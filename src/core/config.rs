//! Configuration management for the Producto service
//!
//! Defaults, then an optional TOML file, then environment overrides. The
//! binary loads `.env` into the environment first and validates last, after
//! its command line overrides.

use crate::core::error::{Error, Result};
use serde::{Deserialize, Serialize};
use std::net::SocketAddr;
use std::path::Path;

/// Available storage backend types
#[derive(Debug, Clone, Copy, PartialEq, Eq, Serialize, Deserialize)]
pub enum StorageType {
    /// MongoDB document store
    Mongo,
    /// In-process map, nothing persisted
    Memory,
}

impl std::str::FromStr for StorageType {
    type Err = Error;

    fn from_str(s: &str) -> Result<Self> {
        match s.to_ascii_lowercase().as_str() {
            "mongo" | "mongodb" => Ok(StorageType::Mongo),
            "memory" => Ok(StorageType::Memory),
            _ => Err(Error::config(format!(
                "Invalid storage type: {}. Valid options: mongo, memory",
                s
            ))),
        }
    }
}

/// Main configuration structure
#[derive(Debug, Clone, Default, Serialize, Deserialize)]
#[serde(default)]
pub struct Config {
    /// Server configuration
    pub server: ServerConfig,

    /// Storage configuration
    pub storage: StorageConfig,

    /// Logging configuration
    pub logging: LoggingConfig,
}

/// Server configuration
#[derive(Debug, Clone, Serialize, Deserialize)]
#[serde(default)]
pub struct ServerConfig {
    /// HTTP server bind address
    pub http_addr: SocketAddr,
}

/// Storage configuration
#[derive(Debug, Clone, Serialize, Deserialize)]
#[serde(default)]
pub struct StorageConfig {
    /// Storage backend type
    pub storage_type: StorageType,

    /// MongoDB connection string
    pub mongo_uri: String,

    /// Database name
    pub database: String,

    /// Collection holding the products
    pub collection: String,

    /// Connect, server selection and startup ping timeout, in seconds
    pub connect_timeout_secs: u64,
}

/// Logging configuration
#[derive(Debug, Clone, Serialize, Deserialize)]
#[serde(default)]
pub struct LoggingConfig {
    /// Log level (trace, debug, info, warn, error)
    pub level: String,

    /// Log format (json, pretty)
    pub format: String,
}

impl Default for ServerConfig {
    fn default() -> Self {
        Self {
            http_addr: SocketAddr::from(([0, 0, 0, 0], 8084)),
        }
    }
}

impl Default for StorageConfig {
    fn default() -> Self {
        Self {
            storage_type: StorageType::Mongo,
            mongo_uri: String::new(),
            database: String::new(),
            collection: "productos".to_string(),
            connect_timeout_secs: 10,
        }
    }
}

impl Default for LoggingConfig {
    fn default() -> Self {
        Self {
            level: "info".to_string(),
            format: "pretty".to_string(),
        }
    }
}

impl StorageConfig {
    /// Connection timeout as a `Duration`
    pub fn connect_timeout(&self) -> std::time::Duration {
        std::time::Duration::from_secs(self.connect_timeout_secs)
    }
}

impl Config {
    /// Load configuration from an optional TOML file and the environment.
    ///
    /// Not validated yet; callers apply CLI overrides and then `validate`.
    pub fn load(path: Option<&Path>) -> Result<Self> {
        let mut config = match path {
            Some(path) => Self::from_file(path)?,
            None => Config::default(),
        };

        // Override with environment variables
        config.apply_env_overrides(|key| std::env::var(key).ok())?;

        Ok(config)
    }

    /// Load configuration from a TOML file
    pub fn from_file(path: impl AsRef<Path>) -> Result<Self> {
        let contents = std::fs::read_to_string(path.as_ref())
            .map_err(|e| Error::config(format!("Failed to read config file: {}", e)))?;

        toml::from_str(&contents)
            .map_err(|e| Error::config(format!("Failed to parse config file: {}", e)))
    }

    /// Apply environment variable overrides read through `var`
    pub fn apply_env_overrides<F>(&mut self, var: F) -> Result<()>
    where
        F: Fn(&str) -> Option<String>,
    {
        // Server overrides
        if let Some(port) = var("PORT") {
            let port: u16 = port
                .parse()
                .map_err(|e| Error::config(format!("Invalid PORT: {}", e)))?;
            self.server.http_addr.set_port(port);
        }

        if let Some(addr) = var("HTTP_ADDR") {
            self.server.http_addr = addr
                .parse()
                .map_err(|e| Error::config(format!("Invalid HTTP address: {}", e)))?;
        }

        // Storage overrides
        if let Some(storage_type) = var("STORAGE_TYPE") {
            self.storage.storage_type = storage_type.parse()?;
        }

        if let Some(uri) = var("MONGO_URI") {
            self.storage.mongo_uri = uri;
        }

        if let Some(database) = var("DB_NAME") {
            self.storage.database = database;
        }

        if let Some(collection) = var("MONGO_COLLECTION") {
            self.storage.collection = collection;
        }

        // Logging overrides
        if let Some(level) = var("LOG_LEVEL") {
            self.logging.level = level;
        }

        if let Some(format) = var("LOG_FORMAT") {
            self.logging.format = format;
        }

        Ok(())
    }

    /// Validate configuration values
    pub fn validate(&self) -> Result<()> {
        if self.storage.storage_type == StorageType::Mongo {
            if self.storage.mongo_uri.trim().is_empty() {
                return Err(Error::config("MONGO_URI is not set"));
            }
            if self.storage.database.trim().is_empty() {
                return Err(Error::config("DB_NAME is not set"));
            }
            if self.storage.collection.trim().is_empty() {
                return Err(Error::config("Collection name is empty"));
            }
            if self.storage.connect_timeout_secs == 0 {
                return Err(Error::config("Connect timeout must be greater than zero"));
            }
        }

        match self.logging.level.as_str() {
            "trace" | "debug" | "info" | "warn" | "error" => {}
            _ => return Err(Error::config("Invalid log level")),
        }

        match self.logging.format.as_str() {
            "pretty" | "json" => {}
            _ => return Err(Error::config("Invalid log format")),
        }

        Ok(())
    }
}

#[cfg(test)]
mod tests {
    use super::*;
    use std::collections::HashMap;
    use std::io::Write;

    fn env(pairs: &[(&str, &str)]) -> impl Fn(&str) -> Option<String> {
        let map: HashMap<String, String> = pairs
            .iter()
            .map(|(k, v)| (k.to_string(), v.to_string()))
            .collect();
        move |key: &str| map.get(key).cloned()
    }

    #[test]
    fn test_defaults() {
        let config = Config::default();
        assert_eq!(config.server.http_addr.port(), 8084);
        assert_eq!(config.storage.storage_type, StorageType::Mongo);
        assert_eq!(config.storage.collection, "productos");
        assert_eq!(config.storage.connect_timeout_secs, 10);
    }

    #[test]
    fn test_mongo_requires_uri_and_database() {
        let mut config = Config::default();
        assert!(matches!(config.validate(), Err(Error::Config(msg)) if msg.contains("MONGO_URI")));

        config.storage.mongo_uri = "mongodb://localhost:27017".into();
        assert!(matches!(config.validate(), Err(Error::Config(msg)) if msg.contains("DB_NAME")));

        config.storage.database = "tienda".into();
        assert!(config.validate().is_ok());
    }

    #[test]
    fn test_memory_backend_needs_no_uri() {
        let mut config = Config::default();
        config.storage.storage_type = StorageType::Memory;
        assert!(config.validate().is_ok());
    }

    #[test]
    fn test_env_overrides() {
        let mut config = Config::default();
        config
            .apply_env_overrides(env(&[
                ("PORT", "9000"),
                ("MONGO_URI", "mongodb://db:27017"),
                ("DB_NAME", "tienda"),
                ("MONGO_COLLECTION", "items"),
                ("STORAGE_TYPE", "memory"),
                ("LOG_LEVEL", "debug"),
            ]))
            .unwrap();

        assert_eq!(config.server.http_addr, "0.0.0.0:9000".parse().unwrap());
        assert_eq!(config.storage.mongo_uri, "mongodb://db:27017");
        assert_eq!(config.storage.database, "tienda");
        assert_eq!(config.storage.collection, "items");
        assert_eq!(config.storage.storage_type, StorageType::Memory);
        assert_eq!(config.logging.level, "debug");
    }

    #[test]
    fn test_http_addr_wins_over_port() {
        let mut config = Config::default();
        config
            .apply_env_overrides(env(&[("PORT", "9000"), ("HTTP_ADDR", "127.0.0.1:7000")]))
            .unwrap();
        assert_eq!(config.server.http_addr, "127.0.0.1:7000".parse().unwrap());
    }

    #[test]
    fn test_invalid_env_values() {
        let mut config = Config::default();
        assert!(config.apply_env_overrides(env(&[("PORT", "puerto")])).is_err());
        assert!(config.apply_env_overrides(env(&[("STORAGE_TYPE", "disk")])).is_err());
    }

    #[test]
    fn test_invalid_log_settings() {
        let mut config = Config::default();
        config.storage.storage_type = StorageType::Memory;
        config.logging.level = "verbose".into();
        assert!(config.validate().is_err());

        config.logging.level = "info".into();
        config.logging.format = "xml".into();
        assert!(config.validate().is_err());
    }

    #[test]
    fn test_from_file_partial_toml() {
        let mut file = tempfile::NamedTempFile::new().unwrap();
        writeln!(
            file,
            r#"
[server]
http_addr = "127.0.0.1:8100"

[storage]
storage_type = "Memory"
"#
        )
        .unwrap();

        let config = Config::from_file(file.path()).unwrap();
        assert_eq!(config.server.http_addr, "127.0.0.1:8100".parse().unwrap());
        assert_eq!(config.storage.storage_type, StorageType::Memory);
        assert_eq!(config.storage.collection, "productos");
        assert_eq!(config.logging.level, "info");
    }

    #[test]
    fn test_from_file_missing() {
        let result = Config::from_file("/nonexistent/producto-service.toml");
        assert!(matches!(result, Err(Error::Config(_))));
    }
}
/// Type definitions for the Producto service
///
/// Domain entities shared by the storage, service and API layers.

/// Producto entity and its partial-update field set
pub mod producto;

// Re-export commonly used types for convenience
pub use producto::{CambiosProducto, Producto};
//! Producto Service - REST CRUD microservice for products
//!
//! Exposes create, list, get, partial update and delete over HTTP/JSON and
//! persists products in a MongoDB collection, or in memory for local runs
//! and tests.
#![warn(missing_docs)]

// Core foundational modules
pub mod core;
pub mod types;

// Main functional modules
pub mod storage;
pub mod service;
pub mod api;

// Re-export commonly used items for convenience
pub use core::{Config, Error, Result};
pub use service::{ProductoService, ProductoServiceImpl, ServiceError};
pub use types::{CambiosProducto, Producto};

/// Crate version information
pub const VERSION: &str = env!("CARGO_PKG_VERSION");
/// Crate name
pub const NAME: &str = env!("CARGO_PKG_NAME");
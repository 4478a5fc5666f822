//! Storage layer for the Producto service
//!
//! Single-document CRUD against one logical collection, plus translation
//! between the external hex identifier and the store's native `ObjectId`.
//! Two backends implement [`ProductoRepository`]: MongoDB and an in-process map.

use async_trait::async_trait;
use thiserror::Error;

use crate::types::Producto;

/// Stored document representation and identifier parsing
pub mod document;

/// MongoDB backend
pub mod mongo;

/// In-memory backend
pub mod memory;

// Re-export main storage types
pub use document::{parse_object_id, ProductoDocument};
pub use memory::MemoryProductoRepository;
pub use mongo::MongoProductoRepository;

/// Storage-specific errors
#[derive(Error, Debug)]
pub enum RepositoryError {
    /// The identifier is not a valid 24-character hex `ObjectId`
    #[error("Invalid identifier: {0}")]
    InvalidIdentifier(String),

    /// No document matched the identifier
    #[error("Document not found")]
    NotFound,

    /// A partial update carried no non-empty field
    #[error("No valid fields to update")]
    NoUpdatableFields,

    /// Transport, database or (de)serialization failure
    #[error("Storage error: {0}")]
    Storage(String),
}

impl From<mongodb::error::Error> for RepositoryError {
    fn from(value: mongodb::error::Error) -> Self {
        Self::Storage(value.to_string())
    }
}

/// Result alias for repository operations
pub type RepositoryResult<T> = Result<T, RepositoryError>;

/// Data access contract for the `productos` collection.
#[cfg_attr(test, mockall::automock)]
#[async_trait]
pub trait ProductoRepository: Send + Sync {
    /// Insert a new product. The store assigns the identifier, returned in hex form.
    async fn create(&self, producto: Producto) -> RepositoryResult<String>;

    /// Every stored product, in store-defined order.
    async fn list_all(&self) -> RepositoryResult<Vec<Producto>>;

    /// Fetch one product by its hex identifier.
    async fn get_by_id(&self, id: &str) -> RepositoryResult<Producto>;

    /// Merge the non-empty fields of `parcial` into the stored product.
    ///
    /// Fails with `NoUpdatableFields` if nothing would be written and with
    /// `NotFound` if no document matched.
    async fn update(&self, id: &str, parcial: Producto) -> RepositoryResult<()>;

    /// Delete by identifier. Deleting an absent product succeeds.
    async fn delete(&self, id: &str) -> RepositoryResult<()>;
}
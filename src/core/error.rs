//! Error types and handling for the Producto service
//!
//! Layer-specific errors live next to their layers (`storage`, `service`).
//! This type covers startup: configuration, store connection and serving.

use thiserror::Error;

use crate::storage::RepositoryError;

/// Main result type used throughout the crate
pub type Result<T> = std::result::Result<T, Error>;

/// Main error type for the Producto service
#[derive(Error, Debug)]
pub enum Error {
    /// Configuration errors
    #[error("Configuration error: {0}")]
    Config(String),

    /// Storage layer errors
    #[error("Storage error: {0}")]
    Storage(#[from] RepositoryError),

    /// HTTP server errors
    #[error("Server error: {0}")]
    Server(String),

    /// I/O errors from std
    #[error("I/O error: {0}")]
    Io(#[from] std::io::Error),
}

impl Error {
    /// Create a configuration error
    pub fn config(msg: impl Into<String>) -> Self {
        Self::Config(msg.into())
    }

    /// Create a server error
    pub fn server(msg: impl Into<String>) -> Self {
        Self::Server(msg.into())
    }
}
//! Business layer for products
//!
//! Passes reads, creates and deletes straight to the repository. Updates are
//! validated here first, and a repository "no match" becomes a domain
//! `ProductNotFound`.

use std::sync::Arc;

use async_trait::async_trait;
use thiserror::Error;
use tracing::debug;

use crate::storage::{ProductoRepository, RepositoryError};
use crate::types::{CambiosProducto, Producto};

/// Domain errors surfaced to the API layer
#[derive(Error, Debug)]
pub enum ServiceError {
    /// The identifier is blank
    #[error("el ID no puede estar vacío")]
    EmptyIdentifier,

    /// The partial product carries nothing to write
    #[error("no hay campos para actualizar")]
    NoFieldsToUpdate,

    /// The product to update does not exist
    #[error("producto no encontrado")]
    ProductNotFound,

    /// Any other repository failure, unchanged
    #[error(transparent)]
    Repository(#[from] RepositoryError),
}

/// Result alias for service operations
pub type ServiceResult<T> = Result<T, ServiceError>;

/// Product operations exposed to the request handlers.
#[cfg_attr(test, mockall::automock)]
#[async_trait]
pub trait ProductoService: Send + Sync {
    /// Create a product and return its assigned identifier.
    async fn create(&self, producto: Producto) -> ServiceResult<String>;

    /// All products.
    async fn list_all(&self) -> ServiceResult<Vec<Producto>>;

    /// One product by identifier.
    async fn get_by_id(&self, id: &str) -> ServiceResult<Producto>;

    /// Partially update a product.
    async fn update(&self, id: &str, parcial: Producto) -> ServiceResult<()>;

    /// Delete a product.
    async fn delete(&self, id: &str) -> ServiceResult<()>;
}

/// Default service over any repository implementation.
pub struct ProductoServiceImpl<R: ProductoRepository + ?Sized> {
    repository: Arc<R>,
}

impl<R: ProductoRepository + ?Sized> ProductoServiceImpl<R> {
    /// Wrap a shared repository
    pub fn new(repository: Arc<R>) -> Self {
        Self { repository }
    }
}

impl<R: ProductoRepository + ?Sized> Clone for ProductoServiceImpl<R> {
    fn clone(&self) -> Self {
        Self {
            repository: self.repository.clone(),
        }
    }
}

#[async_trait]
impl<R: ProductoRepository + ?Sized> ProductoService for ProductoServiceImpl<R> {
    async fn create(&self, producto: Producto) -> ServiceResult<String> {
        Ok(self.repository.create(producto).await?)
    }

    async fn list_all(&self) -> ServiceResult<Vec<Producto>> {
        Ok(self.repository.list_all().await?)
    }

    async fn get_by_id(&self, id: &str) -> ServiceResult<Producto> {
        Ok(self.repository.get_by_id(id).await?)
    }

    async fn update(&self, id: &str, parcial: Producto) -> ServiceResult<()> {
        if id.trim().is_empty() {
            return Err(ServiceError::EmptyIdentifier);
        }

        if CambiosProducto::from_parcial(&parcial).is_empty() {
            return Err(ServiceError::NoFieldsToUpdate);
        }

        match self.repository.update(id, parcial).await {
            Ok(()) => Ok(()),
            Err(RepositoryError::NotFound) => {
                debug!(id, "Update matched no producto");
                Err(ServiceError::ProductNotFound)
            }
            Err(e) => Err(e.into()),
        }
    }

    async fn delete(&self, id: &str) -> ServiceResult<()> {
        Ok(self.repository.delete(id).await?)
    }
}

#[cfg(test)]
mod tests {
    use super::*;
    use crate::storage::MockProductoRepository;
    use mockall::predicate::eq;
    use testresult::TestResult;

    const ID: &str = "65a1f0c2e4b0a1b2c3d4e5f6";

    fn service(repo: MockProductoRepository) -> ProductoServiceImpl<MockProductoRepository> {
        ProductoServiceImpl::new(Arc::new(repo))
    }

    #[tokio::test]
    async fn test_create_passes_through() -> TestResult {
        let mut repo = MockProductoRepository::new();
        repo.expect_create()
            .once()
            .with(eq(Producto::new("A", "", 100.0)))
            .return_once(|_| Ok(ID.to_string()));

        let id = service(repo).create(Producto::new("A", "", 100.0)).await?;
        assert_eq!(id, ID);
        Ok(())
    }

    #[tokio::test]
    async fn test_list_error_passes_through() -> TestResult {
        let mut repo = MockProductoRepository::new();
        repo.expect_list_all()
            .once()
            .return_once(|| Err(RepositoryError::Storage("fallo".into())));

        let result = service(repo).list_all().await;
        assert!(matches!(
            result,
            Err(ServiceError::Repository(RepositoryError::Storage(_)))
        ));
        Ok(())
    }

    #[tokio::test]
    async fn test_get_not_found_is_not_relabelled() -> TestResult {
        let mut repo = MockProductoRepository::new();
        repo.expect_get_by_id()
            .once()
            .withf(|id| id == ID)
            .return_once(|_| Err(RepositoryError::NotFound));

        let result = service(repo).get_by_id(ID).await;
        assert!(matches!(
            result,
            Err(ServiceError::Repository(RepositoryError::NotFound))
        ));
        Ok(())
    }

    #[tokio::test]
    async fn test_update_blank_id_rejected_before_repository() -> TestResult {
        let mut repo = MockProductoRepository::new();
        repo.expect_update().never();

        let service = service(repo);
        for id in ["", "   ", "\t\n"] {
            let result = service.update(id, Producto::new("A", "", 1.0)).await;
            assert!(matches!(result, Err(ServiceError::EmptyIdentifier)));
        }
        Ok(())
    }

    #[tokio::test]
    async fn test_update_blank_id_wins_over_empty_body() -> TestResult {
        let mut repo = MockProductoRepository::new();
        repo.expect_update().never();

        let result = service(repo).update("", Producto::default()).await;
        assert!(matches!(result, Err(ServiceError::EmptyIdentifier)));
        Ok(())
    }

    #[tokio::test]
    async fn test_update_without_fields_rejected() -> TestResult {
        let mut repo = MockProductoRepository::new();
        repo.expect_update().never();

        let result = service(repo).update(ID, Producto::new("", "", 0.0)).await;
        assert!(matches!(result, Err(ServiceError::NoFieldsToUpdate)));
        Ok(())
    }

    #[tokio::test]
    async fn test_update_not_found_relabelled() -> TestResult {
        let mut repo = MockProductoRepository::new();
        repo.expect_update()
            .once()
            .withf(|id, parcial| id == ID && parcial.precio == 5.0)
            .return_once(|_, _| Err(RepositoryError::NotFound));

        let result = service(repo).update(ID, Producto::new("", "", 5.0)).await;
        assert!(matches!(result, Err(ServiceError::ProductNotFound)));
        Ok(())
    }

    #[tokio::test]
    async fn test_update_invalid_identifier_passes_through() -> TestResult {
        let mut repo = MockProductoRepository::new();
        repo.expect_update()
            .once()
            .return_once(|_, _| Err(RepositoryError::InvalidIdentifier("123".into())));

        let result = service(repo).update("123", Producto::new("A", "", 0.0)).await;
        assert!(matches!(
            result,
            Err(ServiceError::Repository(RepositoryError::InvalidIdentifier(_)))
        ));
        Ok(())
    }

    #[tokio::test]
    async fn test_update_success() -> TestResult {
        let mut repo = MockProductoRepository::new();
        repo.expect_update().once().return_once(|_, _| Ok(()));

        service(repo).update(ID, Producto::new("Nuevo", "", 0.0)).await?;
        Ok(())
    }

    #[tokio::test]
    async fn test_delete_passes_through() -> TestResult {
        let mut repo = MockProductoRepository::new();
        repo.expect_delete()
            .once()
            .withf(|id| id == ID)
            .return_once(|_| Ok(()));

        service(repo).delete(ID).await?;
        Ok(())
    }
}
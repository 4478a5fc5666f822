//! In-memory product repository
//!
//! Same contract as the MongoDB backend, held in a concurrent map keyed by
//! `ObjectId`. Used for local development and tests.

use async_trait::async_trait;
use dashmap::DashMap;
use mongodb::bson::oid::ObjectId;

use super::document::{parse_object_id, ProductoDocument};
use super::{ProductoRepository, RepositoryError, RepositoryResult};
use crate::types::{CambiosProducto, Producto};

/// Lock-sharded map of products. Each operation touches one entry.
#[derive(Debug, Default)]
pub struct MemoryProductoRepository {
    documents: DashMap<ObjectId, ProductoDocument>,
}

impl MemoryProductoRepository {
    /// Create an empty repository
    pub fn new() -> Self {
        Self::default()
    }

    /// Number of stored products
    pub fn len(&self) -> usize {
        self.documents.len()
    }

    /// True when nothing is stored
    pub fn is_empty(&self) -> bool {
        self.documents.is_empty()
    }
}

#[async_trait]
impl ProductoRepository for MemoryProductoRepository {
    async fn create(&self, producto: Producto) -> RepositoryResult<String> {
        let oid = ObjectId::new();
        let mut document = ProductoDocument::for_insert(producto);
        document.id = Some(oid);
        self.documents.insert(oid, document);
        Ok(oid.to_hex())
    }

    async fn list_all(&self) -> RepositoryResult<Vec<Producto>> {
        Ok(self
            .documents
            .iter()
            .map(|entry| Producto::from(entry.value().clone()))
            .collect())
    }

    async fn get_by_id(&self, id: &str) -> RepositoryResult<Producto> {
        let oid = parse_object_id(id)?;
        self.documents
            .get(&oid)
            .map(|entry| Producto::from(entry.value().clone()))
            .ok_or(RepositoryError::NotFound)
    }

    async fn update(&self, id: &str, parcial: Producto) -> RepositoryResult<()> {
        let oid = parse_object_id(id)?;

        let cambios = CambiosProducto::from_parcial(&parcial);
        if cambios.is_empty() {
            return Err(RepositoryError::NoUpdatableFields);
        }

        let mut entry = self.documents.get_mut(&oid).ok_or(RepositoryError::NotFound)?;
        entry.apply(&cambios);
        Ok(())
    }

    async fn delete(&self, id: &str) -> RepositoryResult<()> {
        let oid = parse_object_id(id)?;
        self.documents.remove(&oid);
        Ok(())
    }
}
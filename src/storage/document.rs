//! BSON document shape of a stored product

use mongodb::bson::{doc, oid::ObjectId, Document};
use serde::{Deserialize, Serialize};

use super::RepositoryError;
use crate::types::{CambiosProducto, Producto};

/// Product as persisted in the `productos` collection.
#[derive(Debug, Clone, PartialEq, Serialize, Deserialize)]
pub struct ProductoDocument {
    /// Native identifier, absent until the store assigns it
    #[serde(rename = "_id", skip_serializing_if = "Option::is_none")]
    pub id: Option<ObjectId>,
    /// Product name
    #[serde(default)]
    pub nombre: String,
    /// Free-form description
    #[serde(default)]
    pub descripcion: String,
    /// Unit price
    #[serde(default)]
    pub precio: f64,
}

impl ProductoDocument {
    /// Build a document for insertion. Any client-supplied id is dropped.
    pub fn for_insert(producto: Producto) -> Self {
        Self {
            id: None,
            nombre: producto.nombre,
            descripcion: producto.descripcion,
            precio: producto.precio,
        }
    }

    /// Merge a field set into this document, leaving unset fields untouched.
    pub fn apply(&mut self, cambios: &CambiosProducto) {
        if let Some(nombre) = &cambios.nombre {
            self.nombre = nombre.clone();
        }
        if let Some(descripcion) = &cambios.descripcion {
            self.descripcion = descripcion.clone();
        }
        if let Some(precio) = cambios.precio {
            self.precio = precio;
        }
    }
}

impl From<ProductoDocument> for Producto {
    fn from(document: ProductoDocument) -> Self {
        Producto {
            id: document.id.map(|oid| oid.to_hex()),
            nombre: document.nombre,
            descripcion: document.descripcion,
            precio: document.precio,
        }
    }
}

/// Parse the external hex identifier into an `ObjectId`.
pub fn parse_object_id(id: &str) -> Result<ObjectId, RepositoryError> {
    ObjectId::parse_str(id).map_err(|e| RepositoryError::InvalidIdentifier(format!("'{}': {}", id, e)))
}

/// `$set` body for a field set.
pub fn set_document(cambios: &CambiosProducto) -> Document {
    let mut set = Document::new();
    if let Some(nombre) = &cambios.nombre {
        set.insert("nombre", nombre.as_str());
    }
    if let Some(descripcion) = &cambios.descripcion {
        set.insert("descripcion", descripcion.as_str());
    }
    if let Some(precio) = cambios.precio {
        set.insert("precio", precio);
    }
    doc! { "$set": set }
}
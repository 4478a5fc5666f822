//! Core system types and foundations
//!
//! Configuration, error handling, logging setup and application state.

pub mod app_state;
pub mod config;
pub mod error;
pub mod factory;
pub mod logging;

// Re-export commonly used items
pub use app_state::AppState;
pub use config::{Config, StorageType};
pub use error::{Error, Result};
pub use factory::create_app_state;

* **YOUR INSTRUCTIONS**
Reproduce the entries above exactly, starting at their first line and finishing with the line that contains "type Err = Error;".

* **ANSWER TO THE PROBLEM**
filename src/core/config.rs
//! Configuration management for the Producto service
//!
//! Defaults, then an optional TOML file, then environment overrides. The
//! binary loads `.env` into the environment first and validates last, after
//! its command line overrides.

use crate::core::error::{Error, Result};
use serde::{Deserialize, Serialize};
use std::net::SocketAddr;
use std::path::Path;

/// Available storage backend types
#[derive(Debug, Clone, Copy, PartialEq, Eq, Serialize, Deserialize)]
pub enum StorageType {
    /// MongoDB document store
    Mongo,
    /// In-process map, nothing persisted
    Memory,
}

impl std::str::FromStr for StorageType {
    type Err = Error;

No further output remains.